Cosmetics to bring attention to the these two rotations; they have significance, but what?
Furthermore,
\(\sqrt{2mc^2}=\sqrt{m(\sqrt{2}c)^2}\)
also has significance; it implies that across two orthogonal dimensions, in place of \(c\) is \(\sqrt{2}c\). This suggests that if entanglement is the reason for light speed limit, then entanglement is dimension specific, a different type of entanglement occurs along each orthogonal dimension; a different entanglement of the specific energy defining that dimension. Particles can be limited separately along \(t_c\) where in entanglement with other particles share electrostatic energy, and at the same time limited along \(t_g\) where they share gravitational energy; ditto for \(t_T\).

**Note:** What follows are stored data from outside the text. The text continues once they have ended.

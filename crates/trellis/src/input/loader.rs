//! File loading with delimiter detection.

use std::fs;
use std::io::BufRead;
use std::path::Path;

use super::source::Table;
use crate::error::{Result, TrellisError};
use crate::inference::infer_schema;
use crate::json::parse_document;
use crate::schema::TableSchema;
use crate::transform::{ArrayDisplay, records_to_table};
use crate::trellis::Trellis;

/// Delimiters to try when auto-detecting.
const DELIMITERS: &[u8] = &[b'\t', b',', b';', b'|'];

/// Loader configuration.
#[derive(Debug, Clone)]
pub struct LoaderConfig {
    /// Delimiter to use (None = auto-detect).
    pub delimiter: Option<u8>,
    /// Whether delimited files carry a header row.
    pub has_header: bool,
    /// Quote character.
    pub quote: u8,
    /// How arrays in JSON sources are laid out as rows.
    pub array_display: ArrayDisplay,
}

impl Default for LoaderConfig {
    fn default() -> Self {
        Self {
            delimiter: None,
            has_header: true,
            quote: b'"',
            array_display: ArrayDisplay::default(),
        }
    }
}

/// The storage format a source was loaded from.
#[derive(Debug, Clone, Copy, PartialEq, Eq)]
pub enum SourceFormat {
    /// A delimited text file (CSV, TSV and friends).
    Delimited { delimiter: u8 },
    /// A JSON array-of-records file.
    Json,
}

/// A freshly loaded dataset: table, rough-inferred schema, and origin.
///
/// The schema comes from inference over the loaded cells; callers may
/// replace it before opening a session.
#[derive(Debug, Clone)]
pub struct LoadedSource {
    pub table: Table,
    pub schema: TableSchema,
    pub format: SourceFormat,
}

impl LoadedSource {
    /// Open an editing session over the loaded data.
    pub fn into_session(self) -> Result<Trellis> {
        Trellis::new(self.table, self.schema)
    }
}

/// Loads delimited or JSON files into tables.
pub struct Loader {
    config: LoaderConfig,
}

impl Loader {
    /// Create a new loader with default configuration.
    pub fn new() -> Self {
        Self {
            config: LoaderConfig::default(),
        }
    }

    /// Create a loader with custom configuration.
    pub fn with_config(config: LoaderConfig) -> Self {
        Self { config }
    }

    /// Load a file, picking the format from its extension.
    ///
    /// Unknown extensions fall back to sniffing the content: text whose
    /// first non-space character is `[` is treated as JSON.
    pub fn load_path(&self, path: impl AsRef<Path>) -> Result<LoadedSource> {
        let path = path.as_ref();
        let contents = fs::read_to_string(path).map_err(|e| TrellisError::Io {
            path: path.to_path_buf(),
            source: e,
        })?;

        let extension = path
            .extension()
            .and_then(|e| e.to_str())
            .map(|e| e.to_ascii_lowercase());
        match extension.as_deref() {
            Some("json") => self.load_json_str(&contents),
            Some("csv" | "tsv" | "psv" | "txt") => self.load_delimited_str(&contents),
            _ => {
                if contents.trim_start().starts_with('[') {
                    self.load_json_str(&contents)
                } else {
                    self.load_delimited_str(&contents)
                }
            }
        }
    }

    /// Load delimited text.
    pub fn load_delimited_str(&self, text: &str) -> Result<LoadedSource> {
        let delimiter = match self.config.delimiter {
            Some(d) => d,
            None => detect_delimiter(text.as_bytes())?,
        };

        let table = self.parse_delimited(text.as_bytes(), delimiter)?;
        let schema = infer_schema(&table);
        Ok(LoadedSource {
            table,
            schema,
            format: SourceFormat::Delimited { delimiter },
        })
    }

    /// Load a JSON array-of-records document.
    ///
    /// Column order is the first-appearance order of keys across records.
    pub fn load_json_str(&self, text: &str) -> Result<LoadedSource> {
        let records = parse_document(text)?;
        if records.is_empty() {
            return Err(TrellisError::EmptyData(
                "document contains no records".to_string(),
            ));
        }

        let mut headers: Vec<String> = Vec::new();
        for record in &records {
            for key in record.keys() {
                if !headers.iter().any(|h| h == key) {
                    headers.push(key.clone());
                }
            }
        }

        let table = records_to_table(&records, &headers, self.config.array_display);
        let schema = infer_schema(&table);
        Ok(LoadedSource {
            table,
            schema,
            format: SourceFormat::Json,
        })
    }

    fn parse_delimited(&self, bytes: &[u8], delimiter: u8) -> Result<Table> {
        let mut reader = csv::ReaderBuilder::new()
            .delimiter(delimiter)
            .has_headers(self.config.has_header)
            .quote(self.config.quote)
            .flexible(true)
            .from_reader(bytes);

        let headers: Vec<String> = if self.config.has_header {
            reader.headers()?.iter().map(|s| s.to_string()).collect()
        } else {
            match reader.records().next() {
                Some(Ok(record)) => (0..record.len())
                    .map(|i| format!("column_{}", i + 1))
                    .collect(),
                Some(Err(e)) => return Err(e.into()),
                None => {
                    return Err(TrellisError::EmptyData("no data rows found".to_string()));
                }
            }
        };

        if headers.is_empty() {
            return Err(TrellisError::EmptyData("no columns found".to_string()));
        }

        // Re-create the reader in case sizing the headers consumed rows.
        let mut reader = csv::ReaderBuilder::new()
            .delimiter(delimiter)
            .has_headers(self.config.has_header)
            .quote(self.config.quote)
            .flexible(true)
            .from_reader(bytes);

        let expected_cols = headers.len();
        let mut rows = Vec::new();
        for result in reader.records() {
            let record = result?;
            let mut row: Vec<String> = record.iter().map(|s| s.to_string()).collect();

            // Pad or trim ragged rows to the header width.
            while row.len() < expected_cols {
                row.push(String::new());
            }
            row.truncate(expected_cols);

            rows.push(row);
        }

        Ok(Table::new(headers, rows))
    }
}

impl Default for Loader {
    fn default() -> Self {
        Self::new()
    }
}

/// Detect the delimiter by analyzing the first few lines.
fn detect_delimiter(bytes: &[u8]) -> Result<u8> {
    let lines: Vec<String> = bytes
        .lines()
        .take(10)
        .filter_map(|l| l.ok())
        .filter(|l| !l.trim().is_empty())
        .collect();

    if lines.is_empty() {
        return Err(TrellisError::EmptyData("no lines to analyze".to_string()));
    }

    let mut best_delimiter = b',';
    let mut best_score = 0;

    for &delim in DELIMITERS {
        let counts: Vec<usize> = lines
            .iter()
            .map(|line| count_delimiter_in_line(line, delim))
            .collect();

        let first_count = counts[0];
        if first_count == 0 {
            continue;
        }

        // A delimiter that appears the same number of times on every line
        // outranks higher raw counts; tabs get a small bonus since they
        // rarely occur inside field text.
        let consistent = counts.iter().all(|&c| c == first_count);
        let mean = counts.iter().sum::<usize>() as f64 / counts.len() as f64;
        let variance = counts
            .iter()
            .map(|&c| (c as f64 - mean).powi(2))
            .sum::<f64>()
            / counts.len() as f64;

        let score = if consistent {
            first_count * 1000 + (if delim == b'\t' { 100 } else { 0 })
        } else if variance < 1.0 {
            first_count * 100
        } else {
            first_count
        };

        if score > best_score {
            best_score = score;
            best_delimiter = delim;
        }
    }

    Ok(best_delimiter)
}

/// Count delimiter occurrences in a line, respecting quotes.
fn count_delimiter_in_line(line: &str, delimiter: u8) -> usize {
    let delim_char = delimiter as char;
    let mut count = 0;
    let mut in_quotes = false;

    for ch in line.chars() {
        match ch {
            '"' => in_quotes = !in_quotes,
            c if c == delim_char && !in_quotes => count += 1,
            _ => {}
        }
    }

    count
}

#[cfg(test)]
mod tests {
    use super::*;
    use crate::json::JsonValue;
    use crate::schema::ColumnType;
    use std::io::Write;
    use tempfile::NamedTempFile;

    fn create_test_file(content: &str, suffix: &str) -> NamedTempFile {
        let mut file = tempfile::Builder::new()
            .suffix(suffix)
            .tempfile()
            .unwrap();
        file.write_all(content.as_bytes()).unwrap();
        file
    }

    #[test]
    fn test_detect_delimiter_csv() {
        let data = b"a,b,c\n1,2,3\n4,5,6";
        assert_eq!(detect_delimiter(data).unwrap(), b',');
    }

    #[test]
    fn test_detect_delimiter_tsv() {
        let data = b"a\tb\tc\n1\t2\t3\n4\t5\t6";
        assert_eq!(detect_delimiter(data).unwrap(), b'\t');
    }

    #[test]
    fn test_detect_delimiter_semicolon() {
        let data = b"a;b;c\n1;2;3";
        assert_eq!(detect_delimiter(data).unwrap(), b';');
    }

    #[test]
    fn test_detect_ignores_quoted_delimiters() {
        let data = b"name|note\nAlice|\"red,green,blue\"\nBob|\"x,y\"";
        assert_eq!(detect_delimiter(data).unwrap(), b'|');
    }

    #[test]
    fn test_load_csv_pads_ragged_rows() {
        let loader = Loader::new();
        let source = loader
            .load_delimited_str("name,age,city\nAlice,30,NYC\nBob,25\n")
            .unwrap();

        assert_eq!(source.table.headers, vec!["name", "age", "city"]);
        assert_eq!(source.table.rows[1], vec!["Bob", "25", ""]);
        assert_eq!(source.format, SourceFormat::Delimited { delimiter: b',' });
    }

    #[test]
    fn test_load_infers_schema() {
        let loader = Loader::new();
        let source = loader
            .load_delimited_str("name,age\nAlice,30\nBob,25\n")
            .unwrap();

        assert_eq!(source.schema.columns[0].column_type, ColumnType::String);
        assert_eq!(source.schema.columns[1].column_type, ColumnType::Int);
    }

    #[test]
    fn test_load_header_only_file() {
        let loader = Loader::new();
        let source = loader.load_delimited_str("name,age\n").unwrap();
        assert_eq!(source.table.row_count(), 0);
        assert_eq!(source.table.column_count(), 2);
    }

    #[test]
    fn test_load_without_header_names_columns() {
        let loader = Loader::with_config(LoaderConfig {
            has_header: false,
            delimiter: Some(b','),
            ..LoaderConfig::default()
        });
        let source = loader.load_delimited_str("1,2\n3,4\n").unwrap();

        assert_eq!(source.table.headers, vec!["column_1", "column_2"]);
        assert_eq!(source.table.row_count(), 2);
    }

    #[test]
    fn test_load_json_orders_columns_by_first_appearance() {
        let loader = Loader::new();
        let source = loader
            .load_json_str(r#"[{"b":1,"a":2},{"a":3,"c":4}]"#)
            .unwrap();

        assert_eq!(source.table.headers, vec!["b", "a", "c"]);
        assert_eq!(source.format, SourceFormat::Json);
    }

    #[test]
    fn test_load_json_expands_arrays() {
        let loader = Loader::new();
        let source = loader
            .load_json_str(r#"[{"Owner":"alice","Tags":["red","green"]}]"#)
            .unwrap();

        assert_eq!(source.table.row_count(), 2);
        assert_eq!(source.table.rows[0], vec!["alice", "red"]);
        assert_eq!(source.table.rows[1], vec!["", "green"]);

        let session = source.into_session().unwrap();
        let tags = session.records()[0]["Tags"].as_array().unwrap();
        assert_eq!(tags.len(), 2);
    }

    #[test]
    fn test_load_json_rejects_empty_document() {
        let loader = Loader::new();
        assert!(matches!(
            loader.load_json_str("[]"),
            Err(TrellisError::EmptyData(_))
        ));
    }

    #[test]
    fn test_load_path_dispatches_on_extension() {
        let loader = Loader::new();

        let csv = create_test_file("a,b\n1,2\n", ".csv");
        let source = loader.load_path(csv.path()).unwrap();
        assert!(matches!(source.format, SourceFormat::Delimited { .. }));

        let json = create_test_file(r#"[{"a":1,"b":2}]"#, ".json");
        let source = loader.load_path(json.path()).unwrap();
        assert_eq!(source.format, SourceFormat::Json);
    }

    #[test]
    fn test_load_path_sniffs_unknown_extension() {
        let loader = Loader::new();
        let file = create_test_file(r#"  [{"a":1}]"#, ".data");
        let source = loader.load_path(file.path()).unwrap();
        assert_eq!(source.format, SourceFormat::Json);
    }

    #[test]
    fn test_loaded_json_round_trips_through_session() {
        let loader = Loader::new();
        let text = r#"[{"Name":"Alice","Score":10},{"Name":"Bob","Score":20}]"#;
        let session = loader.load_json_str(text).unwrap().into_session().unwrap();

        assert_eq!(session.records().len(), 2);
        assert_eq!(session.records()[1]["Score"], JsonValue::Int(20));
    }
}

Since we normally dealt with energy of a particular sort, \(\sqrt{2}c\) has never arise until we cross between orthogonal dimensions.
In space,
\(c^2+c^2=2c^2\)
\(2c^2+c^2=3c^2\)
And the speed limit we encountered first was,
\(c=\sqrt{3}k\)
where \(k\) is a constant, \(c\) light speed. Three groups of particles entangled separately across three space dimensions with the one particle under observation.
Note: \(\small{\sqrt{3}=1.7320508075688773...}\) is not rational. Looking for more significant numbers to \(c\) may just be chasing after the tail of \(\small{\sqrt{3}}\).